The Worst Campus Police Shooting You Never Heard Of
Ask most people who grew up during the turbulent 1960s and 1970s what they know about the “Orangeburg Massacre” in South Carolina and the Jackson State killings in Mississippi and they are likely to shrug their shoulders in ignorance.
Ask the same people about Kent State University in Ohio and they will quickly recall the day on May 4, 1970, when National Guardsmen fired into a crowd of student demonstrators at Kent State University, killing four students and wounding nine others. They may even burst into singing “Ohio,” the anthem made famous by Crosby, Stills, Nash and Young.
The Kent State shootings made worldwide news, the photos of the young victims printed in newspaper around the nation. The Orangeburg Massacre and the Jackson State killings were just as bloody but they made hardly a ripple in the mainstream press outside of South Carolina and Mississippi while most news reports blamed the college students and supported the police.
The Feb. 8, 1968, Orangeburg Massacre on the campus of South Carolina State College resulted in the deaths of three students and wounding of several dozen more. The Jackson State killings occurred on Friday, May 15, 1970, at Jackson State College now Jackson State University in Jackson, Miss. On May 14, 1970, city and state police confronted a group of students outside a campus dormitory. Shortly after midnight, the police opened fire, killing two students and injuring twelve.
The differences between the coverage of Kent State and the Orangeburg Massacre and Jackson State Killings are a stark as black and white, literally.

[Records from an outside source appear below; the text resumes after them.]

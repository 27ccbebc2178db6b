//! Sliding-window call limiter for the content source.
//!
//! At most `max_calls` acquisitions are admitted within any window of
//! length `period`. One limiter is shared by every job a worker runs.

use std::collections::VecDeque;
use std::time::Duration;

use tokio::sync::Mutex;
use tokio::time::Instant;

use crate::models::RateLimitConfig;

#[derive(Debug)]
pub struct RateLimiter {
    max_calls: usize,
    period: Duration,
    // Admission times still inside the current window, oldest first.
    calls: Mutex<VecDeque<Instant>>,
}

impl RateLimiter {
    pub fn new(max_calls: usize, period: Duration) -> Self {
        Self {
            max_calls: max_calls.max(1),
            period,
            calls: Mutex::new(VecDeque::with_capacity(max_calls)),
        }
    }

    pub fn from_config(config: &RateLimitConfig) -> Self {
        Self::new(config.max_calls, config.period())
    }

    /// Wait until the window admits one more call, then record it.
    ///
    /// The lock is held while waiting so concurrent callers are admitted in
    /// arrival order.
    pub async fn acquire(&self) {
        let mut calls = self.calls.lock().await;
        loop {
            let now = Instant::now();
            while calls
                .front()
                .is_some_and(|&admitted| now.duration_since(admitted) >= self.period)
            {
                calls.pop_front();
            }

            if calls.len() < self.max_calls {
                calls.push_back(now);
                return;
            }

            let Some(&oldest) = calls.front() else {
                continue;
            };
            let ready_at = oldest + self.period;
            log::info!(
                "Rate limit of {} calls per {:?} reached; waiting {:?}",
                self.max_calls,
                self.period,
                ready_at.saturating_duration_since(now)
            );
            tokio::time::sleep_until(ready_at).await;
        }
    }

    /// Calls recorded in the current window.
    #[cfg(test)]
    pub(crate) async fn in_window(&self) -> usize {
        let calls = self.calls.lock().await;
        let now = Instant::now();
        calls
            .iter()
            .filter(|&&admitted| now.duration_since(admitted) < self.period)
            .count()
    }
}
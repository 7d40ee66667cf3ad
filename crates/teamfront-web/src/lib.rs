#![forbid(unsafe_code)]

//! Browser backend for teamfront visibility watching.
//!
//! On `wasm32`, [`DomViewport`] implements
//! [`Viewport`](teamfront_core::visibility::Viewport) on top of the DOM
//! `IntersectionObserver`, using the document viewport as root. The option
//! conversion in [`ObserverInitParts`] is host-independent so it can be
//! tested natively.

use teamfront_core::visibility::ObserveOptions;

#[cfg(target_arch = "wasm32")]
mod dom;

#[cfg(target_arch = "wasm32")]
pub use dom::DomViewport;

/// The `IntersectionObserverInit` values derived from [`ObserveOptions`].
#[derive(Debug, Clone, PartialEq)]
pub struct ObserverInitParts {
    /// `rootMargin`, in the four-value CSS form.
    pub root_margin: String,
    /// `threshold`, a single ratio.
    pub threshold: f64,
}

impl From<&ObserveOptions> for ObserverInitParts {
    fn from(options: &ObserveOptions) -> Self {
        Self {
            root_margin: options.root_margin.to_string(),
            threshold: options.threshold.value(),
        }
    }
}

#[cfg(test)]
mod tests {
    use super::*;
    use pretty_assertions::assert_eq;
    use teamfront_core::visibility::{RootMargin, Threshold};

    #[test]
    fn default_options_convert() {
        let parts = ObserverInitParts::from(&ObserveOptions::default());
        assert_eq!(
            parts,
            ObserverInitParts {
                root_margin: "200px 200px 200px 200px".to_string(),
                threshold: 0.0,
            }
        );
    }

    #[test]
    fn mixed_units_and_threshold_convert() {
        let options = ObserveOptions {
            root_margin: RootMargin::parse("-10px 5%").unwrap(),
            threshold: Threshold::new(0.75).unwrap(),
        };
        let parts = ObserverInitParts::from(&options);
        assert_eq!(parts.root_margin, "-10px 5% -10px 5%");
        assert_eq!(parts.threshold, 0.75);
    }
}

The victims at Kent State were all white; the ones murdered at the Orangeburg Massacre and Jackson State were all African American.

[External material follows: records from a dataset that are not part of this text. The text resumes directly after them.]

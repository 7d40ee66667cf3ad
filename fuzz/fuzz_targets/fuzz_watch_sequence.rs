#![no_main]

use std::cell::Cell;
use std::rc::Rc;

use arbitrary::Arbitrary;
use libfuzzer_sys::fuzz_target;
use teamfront_core::visibility::{
    FakeElement, FakeViewport, IntersectionRecord, ObservationRequest, OnIntersect, Threshold,
    VisibilityWatcher,
};

#[derive(Arbitrary, Debug)]
enum Step {
    Report { visible: bool, ratio: u8 },
    Enable(bool),
    Threshold(u8),
    NewCallback,
    Bind(bool),
    Teardown,
}

const EL: FakeElement = FakeElement(1);

fuzz_target!(|steps: Vec<Step>| {
    let fake = FakeViewport::new();
    let mut watcher = VisibilityWatcher::new(fake.clone());
    let hits = Rc::new(Cell::new(0u32));
    let make_cb = |hits: &Rc<Cell<u32>>| -> OnIntersect {
        let hits = Rc::clone(hits);
        Rc::new(move || hits.set(hits.get() + 1))
    };
    let mut request = ObservationRequest::from_callback(make_cb(&hits));

    for step in steps {
        match step {
            Step::Report { visible, ratio } => {
                let record = if visible {
                    IntersectionRecord::partial(f64::from(ratio) / 255.0)
                } else {
                    IntersectionRecord::hidden()
                };
                let before = hits.get();
                fake.report(EL, record);
                assert!(hits.get() - before <= 1);
                if !watcher.is_observing() {
                    assert_eq!(hits.get(), before);
                }
            }
            Step::Enable(on) => request = request.clone().with_enabled(on),
            Step::Threshold(t) => {
                let threshold = Threshold::new(f64::from(t) / 255.0).expect("in range");
                request = request.clone().with_threshold(threshold);
            }
            Step::NewCallback => request.on_intersect = make_cb(&hits),
            Step::Bind(bound) => {
                if bound {
                    watcher.handle().bind(EL);
                } else {
                    watcher.handle().unbind();
                }
            }
            Step::Teardown => watcher.teardown(),
        }
        watcher.watch(&request);
        assert!(fake.live_observers() <= 1);
    }
});
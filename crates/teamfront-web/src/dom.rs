#![forbid(unsafe_code)]

//! `IntersectionObserver`-backed viewport.

use js_sys::Array;
use wasm_bindgen::JsCast;
use wasm_bindgen::prelude::*;
use web_sys::{Element, IntersectionObserver, IntersectionObserverEntry, IntersectionObserverInit};

use teamfront_core::error::{Result, WatchError};
use teamfront_core::visibility::{
    ChangeFn, IntersectionRecord, ObserveOptions, Unobserve, Viewport,
};

use crate::ObserverInitParts;

/// The document viewport, observed through one `IntersectionObserver` per
/// observation.
#[derive(Debug, Clone, Copy, Default)]
pub struct DomViewport;

impl DomViewport {
    #[must_use]
    pub fn new() -> Self {
        Self
    }
}

impl Viewport for DomViewport {
    type Target = Element;

    fn observe(
        &self,
        target: &Element,
        options: &ObserveOptions,
        mut on_change: ChangeFn,
    ) -> Result<Unobserve> {
        let parts = ObserverInitParts::from(options);
        let init = IntersectionObserverInit::new();
        init.set_root_margin(&parts.root_margin);
        init.set_threshold(&JsValue::from_f64(parts.threshold));

        let closure = Closure::<dyn FnMut(Array)>::new(move |entries: Array| {
            let records: Vec<IntersectionRecord> = entries
                .iter()
                .filter_map(|entry| entry.dyn_into::<IntersectionObserverEntry>().ok())
                .map(|entry| IntersectionRecord {
                    is_intersecting: entry.is_intersecting(),
                    intersection_ratio: entry.intersection_ratio(),
                })
                .collect();
            on_change(&records);
        });

        let observer =
            IntersectionObserver::new_with_options(closure.as_ref().unchecked_ref(), &init)
                .map_err(|err| WatchError::observe_failed(describe(&err)))?;
        observer.observe(target);
        tracing::trace!(message = "dom.observe", root_margin = %parts.root_margin);

        Ok(Unobserve::new(move || {
            observer.disconnect();
            // The JS callback must outlive the observer.
            drop(closure);
        }))
    }
}

fn describe(err: &JsValue) -> String {
    if let Some(err) = err.dyn_ref::<js_sys::Error>() {
        return String::from(err.message());
    }
    err.as_string().unwrap_or_else(|| format!("{err:?}"))
}
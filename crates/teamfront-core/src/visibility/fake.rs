#![forbid(unsafe_code)]

//! Deterministic in-memory [`Viewport`] for tests and headless hosts.
//!
//! Nothing here measures layout. The owner synthesizes intersection records
//! with [`FakeViewport::report`] and inspects the attach/detach traffic with
//! [`FakeViewport::calls`].

use std::cell::RefCell;
use std::rc::Rc;

use crate::error::{Result, WatchError};
use crate::visibility::viewport::{ChangeFn, IntersectionRecord, ObserveOptions, Unobserve, Viewport};

/// Stand-in for a DOM element.
#[derive(Debug, Clone, Copy, PartialEq, Eq, Hash)]
pub struct FakeElement(pub u32);

/// One attach or detach, in the order the viewport saw them.
#[derive(Debug, Clone, PartialEq)]
pub enum ViewportCall {
    Attach {
        observer: u64,
        target: FakeElement,
        options: ObserveOptions,
    },
    Detach {
        observer: u64,
    },
}

impl ViewportCall {
    #[must_use]
    pub fn is_attach(&self) -> bool {
        matches!(self, Self::Attach { .. })
    }

    #[must_use]
    pub fn is_detach(&self) -> bool {
        matches!(self, Self::Detach { .. })
    }
}

struct Slot {
    id: u64,
    target: FakeElement,
    options: ObserveOptions,
    /// `None` while the callback is executing.
    on_change: Option<ChangeFn>,
}

#[derive(Default)]
struct FakeState {
    next_id: u64,
    slots: Vec<Slot>,
    calls: Vec<ViewportCall>,
    fail_next: Option<String>,
}

/// Shared-handle fake viewport. Clones observe the same state.
#[derive(Clone, Default)]
pub struct FakeViewport {
    state: Rc<RefCell<FakeState>>,
}

impl std::fmt::Debug for FakeViewport {
    fn fmt(&self, f: &mut std::fmt::Formatter<'_>) -> std::fmt::Result {
        let state = self.state.borrow();
        f.debug_struct("FakeViewport")
            .field("live", &state.slots.len())
            .field("calls", &state.calls.len())
            .finish()
    }
}

impl FakeViewport {
    #[must_use]
    pub fn new() -> Self {
        Self::default()
    }

    /// Attach/detach history.
    #[must_use]
    pub fn calls(&self) -> Vec<ViewportCall> {
        self.state.borrow().calls.clone()
    }

    pub fn clear_calls(&self) {
        self.state.borrow_mut().calls.clear();
    }

    /// Number of observations not yet released.
    #[must_use]
    pub fn live_observers(&self) -> usize {
        self.state.borrow().slots.len()
    }

    /// Options of every live observation on `target`, oldest first.
    #[must_use]
    pub fn live_options(&self, target: FakeElement) -> Vec<ObserveOptions> {
        self.state
            .borrow()
            .slots
            .iter()
            .filter(|slot| slot.target == target)
            .map(|slot| slot.options)
            .collect()
    }

    /// Make the next `observe` call fail with [`WatchError::ObserveFailed`].
    pub fn fail_next_observe(&self, reason: impl Into<String>) {
        self.state.borrow_mut().fail_next = Some(reason.into());
    }

    /// Deliver one record to every live observer of `target`.
    ///
    /// Returns how many observers received it.
    pub fn report(&self, target: FakeElement, record: IntersectionRecord) -> usize {
        self.report_batch(target, &[record])
    }

    /// Deliver a batch of records to every live observer of `target`.
    ///
    /// Callbacks run without the internal borrow held, so they may release
    /// their own observation or start new ones.
    pub fn report_batch(&self, target: FakeElement, records: &[IntersectionRecord]) -> usize {
        let ids: Vec<u64> = self
            .state
            .borrow()
            .slots
            .iter()
            .filter(|slot| slot.target == target)
            .map(|slot| slot.id)
            .collect();

        let mut delivered = 0;
        for id in ids {
            let Some(mut on_change) = self.take_callback(id) else {
                continue;
            };
            on_change(records);
            delivered += 1;

            let orphaned = {
                let mut state = self.state.borrow_mut();
                match state.slots.iter_mut().find(|slot| slot.id == id) {
                    Some(slot) => {
                        slot.on_change = Some(on_change);
                        None
                    }
                    // Released during the callback.
                    None => Some(on_change),
                }
            };
            drop(orphaned);
        }
        delivered
    }

    fn take_callback(&self, id: u64) -> Option<ChangeFn> {
        self.state
            .borrow_mut()
            .slots
            .iter_mut()
            .find(|slot| slot.id == id)
            .and_then(|slot| slot.on_change.take())
    }
}

impl Viewport for FakeViewport {
    type Target = FakeElement;

    fn observe(
        &self,
        target: &FakeElement,
        options: &ObserveOptions,
        on_change: ChangeFn,
    ) -> Result<Unobserve> {
        let id = {
            let mut state = self.state.borrow_mut();
            if let Some(reason) = state.fail_next.take() {
                return Err(WatchError::observe_failed(reason));
            }
            state.next_id += 1;
            let id = state.next_id;
            state.slots.push(Slot {
                id,
                target: *target,
                options: *options,
                on_change: Some(on_change),
            });
            state.calls.push(ViewportCall::Attach {
                observer: id,
                target: *target,
                options: *options,
            });
            id
        };

        let weak = Rc::downgrade(&self.state);
        Ok(Unobserve::new(move || {
            let Some(state) = weak.upgrade() else {
                return;
            };
            let removed = {
                let mut state = state.borrow_mut();
                state.calls.push(ViewportCall::Detach { observer: id });
                let idx = state.slots.iter().position(|slot| slot.id == id);
                idx.map(|idx| state.slots.remove(idx))
            };
            // Callback captures are dropped outside the borrow.
            drop(removed);
        }))
    }
}
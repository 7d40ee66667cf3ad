#![forbid(unsafe_code)]

//! Keyed effects with guard-based cleanup.
//!
//! # Design
//!
//! [`Effect<D, G>`] remembers the dependency list `D` of its last run and the
//! guard `G` that run produced. Calling [`run`](Effect::run) with an equal
//! list is a no-op; a different list drops the old guard first and then
//! invokes the new setup.
//!
//! # Failure Modes
//!
//! - **Setup panics**: the previous guard has already been dropped and the
//!   stored dependencies are cleared, so the next `run()` retries setup
//!   regardless of its dependency list.
//! - **Setup declines**: returning `None` records the dependencies without a
//!   guard. The effect is idle until the dependencies change again.

/// A side effect keyed on a dependency list.
///
/// # Invariants
///
/// 1. At most one guard is alive at any time.
/// 2. `runs` increments by 1 per setup invocation.
/// 3. The guard from run *n* is dropped before setup *n + 1* begins.
pub struct Effect<D, G> {
    deps: Option<D>,
    guard: Option<G>,
    runs: u64,
}

impl<D, G> Default for Effect<D, G> {
    fn default() -> Self {
        Self::new()
    }
}

impl<D, G> std::fmt::Debug for Effect<D, G> {
    fn fmt(&self, f: &mut std::fmt::Formatter<'_>) -> std::fmt::Result {
        f.debug_struct("Effect")
            .field("armed", &self.deps.is_some())
            .field("active", &self.guard.is_some())
            .field("runs", &self.runs)
            .finish()
    }
}

impl<D, G> Effect<D, G> {
    /// Create an effect that has not run yet.
    #[must_use]
    pub const fn new() -> Self {
        Self {
            deps: None,
            guard: None,
            runs: 0,
        }
    }

    /// Whether the last setup produced a guard that is still held.
    #[must_use]
    pub fn is_active(&self) -> bool {
        self.guard.is_some()
    }

    /// Borrow the live guard, if any.
    #[must_use]
    pub fn guard(&self) -> Option<&G> {
        self.guard.as_ref()
    }

    /// Number of times setup has been invoked.
    #[must_use]
    pub fn runs(&self) -> u64 {
        self.runs
    }

    /// Release the live guard and forget the dependency list.
    ///
    /// The next [`run`](Effect::run) will invoke setup unconditionally.
    pub fn dispose(&mut self) {
        self.deps = None;
        self.guard = None;
    }
}

impl<D: PartialEq, G> Effect<D, G> {
    /// Run `setup` if `deps` differs from the previous run.
    ///
    /// Returns `true` when setup was invoked.
    pub fn run(&mut self, deps: D, setup: impl FnOnce(&D) -> Option<G>) -> bool {
        if self.deps.as_ref() == Some(&deps) {
            return false;
        }

        // Cleanup strictly precedes the next setup.
        self.deps = None;
        self.guard = None;

        self.runs += 1;
        let guard = setup(&deps);
        self.deps = Some(deps);
        self.guard = guard;
        true
    }
}

// ---------------------------------------------------------------------------
// Tests
// ---------------------------------------------------------------------------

Media coverage continues today to give more attention to white victims of mass shootings.
The Orangeburg Massacre may be the least publicized of all of the nation’s incidents involving politicians’ and law enforcement’s deadly overreactions to campus protests. It happened nearly two years before Kent State and was the first time that police had killed student protesters at an American university.
From the end of the Reconstruction era until the finale of the civil rights movement, almost every business and public facility across the state of South Carolina was segregated both by custom and by law. A business owner could be fined in the City of Greenville for serving a white and “colored” person at the same table.

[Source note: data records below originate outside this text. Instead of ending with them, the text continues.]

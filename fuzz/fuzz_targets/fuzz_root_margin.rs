#![no_main]

use libfuzzer_sys::fuzz_target;
use teamfront_core::visibility::RootMargin;

fuzz_target!(|data: &[u8]| {
    let Ok(input) = std::str::from_utf8(data) else {
        return;
    };
    if let Ok(margin) = RootMargin::parse(input) {
        // Normalized output must be accepted again and mean the same thing.
        let reparsed = RootMargin::parse(&margin.to_string()).expect("normalized margin parses");
        assert_eq!(reparsed, margin);
    }
});
#![forbid(unsafe_code)]

//! Lifecycle primitives for view-owned resources.
//!
//! - [`Effect`]: a keyed side effect. Runs a setup function after attach,
//!   re-runs it whenever its dependency list changes, and releases whatever
//!   the previous run produced before the next run or on final detach.
//!
//! # Architecture
//!
//! Cleanup is ownership: the setup function returns a guard value and the
//! effect simply drops it. Any type with a `Drop` impl can act as the
//! cleanup half, so there is no separate cleanup closure to forget.
//!
//! # Invariants
//!
//! 1. The previous guard is dropped before the next setup starts.
//! 2. Equal dependency lists never re-run setup.
//! 3. Dropping the effect drops the live guard exactly once.

pub mod effect;

pub use effect::Effect;
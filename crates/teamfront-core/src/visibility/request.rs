#![forbid(unsafe_code)]

//! Observation request and its validated option types.

use std::fmt;
use std::rc::Rc;
use std::str::FromStr;

use serde::{Deserialize, Serialize};

use crate::error::{Result, WatchError};
use crate::visibility::viewport::ObserveOptions;

/// Callback fired on each transition into the visible state.
///
/// Identity matters: two requests share a callback only when they hold the
/// same `Rc` allocation. A freshly built closure is always a new callback.
pub type OnIntersect = Rc<dyn Fn()>;

// ─── Lengths ────────────────────────────────────────────────────────────────

/// One side of a root margin.
#[derive(Debug, Clone, Copy, PartialEq)]
pub enum MarginLength {
    /// Absolute CSS pixels.
    Px(f64),
    /// Percentage of the root's corresponding dimension.
    Percent(f64),
}

impl MarginLength {
    fn parse(input: &str, token: &str) -> Result<Self> {
        if token == "0" {
            return Ok(Self::Px(0.0));
        }
        let (number, make): (&str, fn(f64) -> Self) = if let Some(n) = token.strip_suffix("px") {
            (n, Self::Px)
        } else if let Some(n) = token.strip_suffix('%') {
            (n, Self::Percent)
        } else {
            return Err(WatchError::root_margin(
                input,
                format!("{token:?} must end in px or %"),
            ));
        };
        let value: f64 = number
            .parse()
            .map_err(|_| WatchError::root_margin(input, format!("{token:?} is not a number")))?;
        if !value.is_finite() {
            return Err(WatchError::root_margin(
                input,
                format!("{token:?} is not finite"),
            ));
        }
        Ok(make(value))
    }
}

impl fmt::Display for MarginLength {
    fn fmt(&self, f: &mut fmt::Formatter<'_>) -> fmt::Result {
        match self {
            Self::Px(v) => write!(f, "{v}px"),
            Self::Percent(v) => write!(f, "{v}%"),
        }
    }
}

// ─── RootMargin ─────────────────────────────────────────────────────────────

/// Expansion (or, when negative, contraction) of the reference viewport
/// before overlap is computed.
///
/// Parsed from CSS margin shorthand: one to four lengths, expanded
/// top/right/bottom/left the way CSS does. Compared by value, so `"10px"` and
/// `"10px 10px"` are the same margin.
#[derive(Debug, Clone, Copy, PartialEq, Serialize, Deserialize)]
#[serde(try_from = "String", into = "String")]
pub struct RootMargin {
    pub top: MarginLength,
    pub right: MarginLength,
    pub bottom: MarginLength,
    pub left: MarginLength,
}

impl RootMargin {
    /// Same length on every side.
    #[must_use]
    pub const fn uniform(length: MarginLength) -> Self {
        Self {
            top: length,
            right: length,
            bottom: length,
            left: length,
        }
    }

    /// No expansion at all.
    #[must_use]
    pub const fn zero() -> Self {
        Self::uniform(MarginLength::Px(0.0))
    }

    /// Parse CSS margin shorthand.
    pub fn parse(input: &str) -> Result<Self> {
        let lengths = input
            .split_whitespace()
            .map(|token| MarginLength::parse(input, token))
            .collect::<Result<Vec<_>>>()?;

        let (top, right, bottom, left) = match lengths.as_slice() {
            [all] => (*all, *all, *all, *all),
            [vertical, horizontal] => (*vertical, *horizontal, *vertical, *horizontal),
            [top, horizontal, bottom] => (*top, *horizontal, *bottom, *horizontal),
            [top, right, bottom, left] => (*top, *right, *bottom, *left),
            [] => return Err(WatchError::root_margin(input, "margin is empty")),
            _ => {
                return Err(WatchError::root_margin(
                    input,
                    format!("expected 1 to 4 lengths, got {}", lengths.len()),
                ));
            }
        };

        Ok(Self {
            top,
            right,
            bottom,
            left,
        })
    }
}

impl Default for RootMargin {
    fn default() -> Self {
        Self::uniform(MarginLength::Px(200.0))
    }
}

impl fmt::Display for RootMargin {
    fn fmt(&self, f: &mut fmt::Formatter<'_>) -> fmt::Result {
        write!(f, "{} {} {} {}", self.top, self.right, self.bottom, self.left)
    }
}

impl FromStr for RootMargin {
    type Err = WatchError;

    fn from_str(s: &str) -> Result<Self> {
        Self::parse(s)
    }
}

impl TryFrom<String> for RootMargin {
    type Error = WatchError;

    fn try_from(value: String) -> Result<Self> {
        Self::parse(&value)
    }
}

impl From<RootMargin> for String {
    fn from(margin: RootMargin) -> Self {
        margin.to_string()
    }
}

// ─── Threshold ──────────────────────────────────────────────────────────────

/// Fraction of the target's area that must be visible to count as visible.
#[derive(Debug, Clone, Copy, PartialEq, PartialOrd, Default, Serialize, Deserialize)]
#[serde(try_from = "f64", into = "f64")]
pub struct Threshold(f64);

impl Threshold {
    /// Any overlap at all.
    pub const ZERO: Self = Self(0.0);
    /// Entire target visible.
    pub const FULL: Self = Self(1.0);

    pub fn new(value: f64) -> Result<Self> {
        if value.is_finite() && (0.0..=1.0).contains(&value) {
            Ok(Self(value))
        } else {
            Err(WatchError::InvalidThreshold { value })
        }
    }

    #[must_use]
    pub const fn value(self) -> f64 {
        self.0
    }
}

impl fmt::Display for Threshold {
    fn fmt(&self, f: &mut fmt::Formatter<'_>) -> fmt::Result {
        write!(f, "{}", self.0)
    }
}

impl TryFrom<f64> for Threshold {
    type Error = WatchError;

    fn try_from(value: f64) -> Result<Self> {
        Self::new(value)
    }
}

impl From<Threshold> for f64 {
    fn from(threshold: Threshold) -> Self {
        threshold.0
    }
}

// ─── ObservationRequest ─────────────────────────────────────────────────────

/// Input to [`VisibilityWatcher::watch`](crate::visibility::VisibilityWatcher::watch).
#[derive(Clone)]
pub struct ObservationRequest {
    pub enabled: bool,
    pub root_margin: RootMargin,
    pub threshold: Threshold,
    pub on_intersect: OnIntersect,
}

impl fmt::Debug for ObservationRequest {
    fn fmt(&self, f: &mut fmt::Formatter<'_>) -> fmt::Result {
        f.debug_struct("ObservationRequest")
            .field("enabled", &self.enabled)
            .field("root_margin", &self.root_margin)
            .field("threshold", &self.threshold)
            .field("on_intersect", &Rc::as_ptr(&self.on_intersect).cast::<()>())
            .finish()
    }
}

impl ObservationRequest {
    /// Request with default options (enabled, `200px`, threshold 0) and a new
    /// callback.
    #[must_use]
    pub fn new(on_intersect: impl Fn() + 'static) -> Self {
        Self::from_callback(Rc::new(on_intersect))
    }

    /// Request with default options around an existing callback, keeping its
    /// identity.
    #[must_use]
    pub fn from_callback(on_intersect: OnIntersect) -> Self {
        Self {
            enabled: true,
            root_margin: RootMargin::default(),
            threshold: Threshold::ZERO,
            on_intersect,
        }
    }

    #[must_use]
    pub fn with_enabled(mut self, enabled: bool) -> Self {
        self.enabled = enabled;
        self
    }

    #[must_use]
    pub fn with_root_margin(mut self, root_margin: RootMargin) -> Self {
        self.root_margin = root_margin;
        self
    }

    #[must_use]
    pub fn with_threshold(mut self, threshold: Threshold) -> Self {
        self.threshold = threshold;
        self
    }

    pub(crate) fn deps(&self) -> WatchDeps {
        WatchDeps {
            enabled: self.enabled,
            root_margin: self.root_margin,
            threshold: self.threshold,
            on_intersect: Rc::clone(&self.on_intersect),
        }
    }
}

/// Dependency list of the watch effect.
#[derive(Clone)]
pub(crate) struct WatchDeps {
    pub(crate) enabled: bool,
    pub(crate) root_margin: RootMargin,
    pub(crate) threshold: Threshold,
    pub(crate) on_intersect: OnIntersect,
}

impl WatchDeps {
    pub(crate) fn options(&self) -> ObserveOptions {
        ObserveOptions {
            root_margin: self.root_margin,
            threshold: self.threshold,
        }
    }
}

impl PartialEq for WatchDeps {
    fn eq(&self, other: &Self) -> bool {
        self.enabled == other.enabled
            && self.root_margin == other.root_margin
            && self.threshold == other.threshold
            && Rc::ptr_eq(&self.on_intersect, &other.on_intersect)
    }
}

Nearly every town and city had segregation laws, limiting blacks from daily shopping businesses and restaurants to public transportation buses, movie theaters, airports, libraries, public parks, swimming pools, restrooms, drinking fountains, and doctors’ offices.
In 1956, Sen. Strom Thurmond, R-S.C.,. authored the Southern Manifesto, which denounced the Supreme Court’s 1954 Brown v. Board decision outlawing segregation in public schools as “unwarranted” and referred to anti-segregationists as “agitators and troublemakers invading our States.” Many schools and districts, consequentially, refused to integrate as mandated by the Supreme Court.
The reaction of the state Legislature to the civil rights movement in 1962 was to raise the Virginia battle flag, commonly referred to as the Confederate flag, over the State House.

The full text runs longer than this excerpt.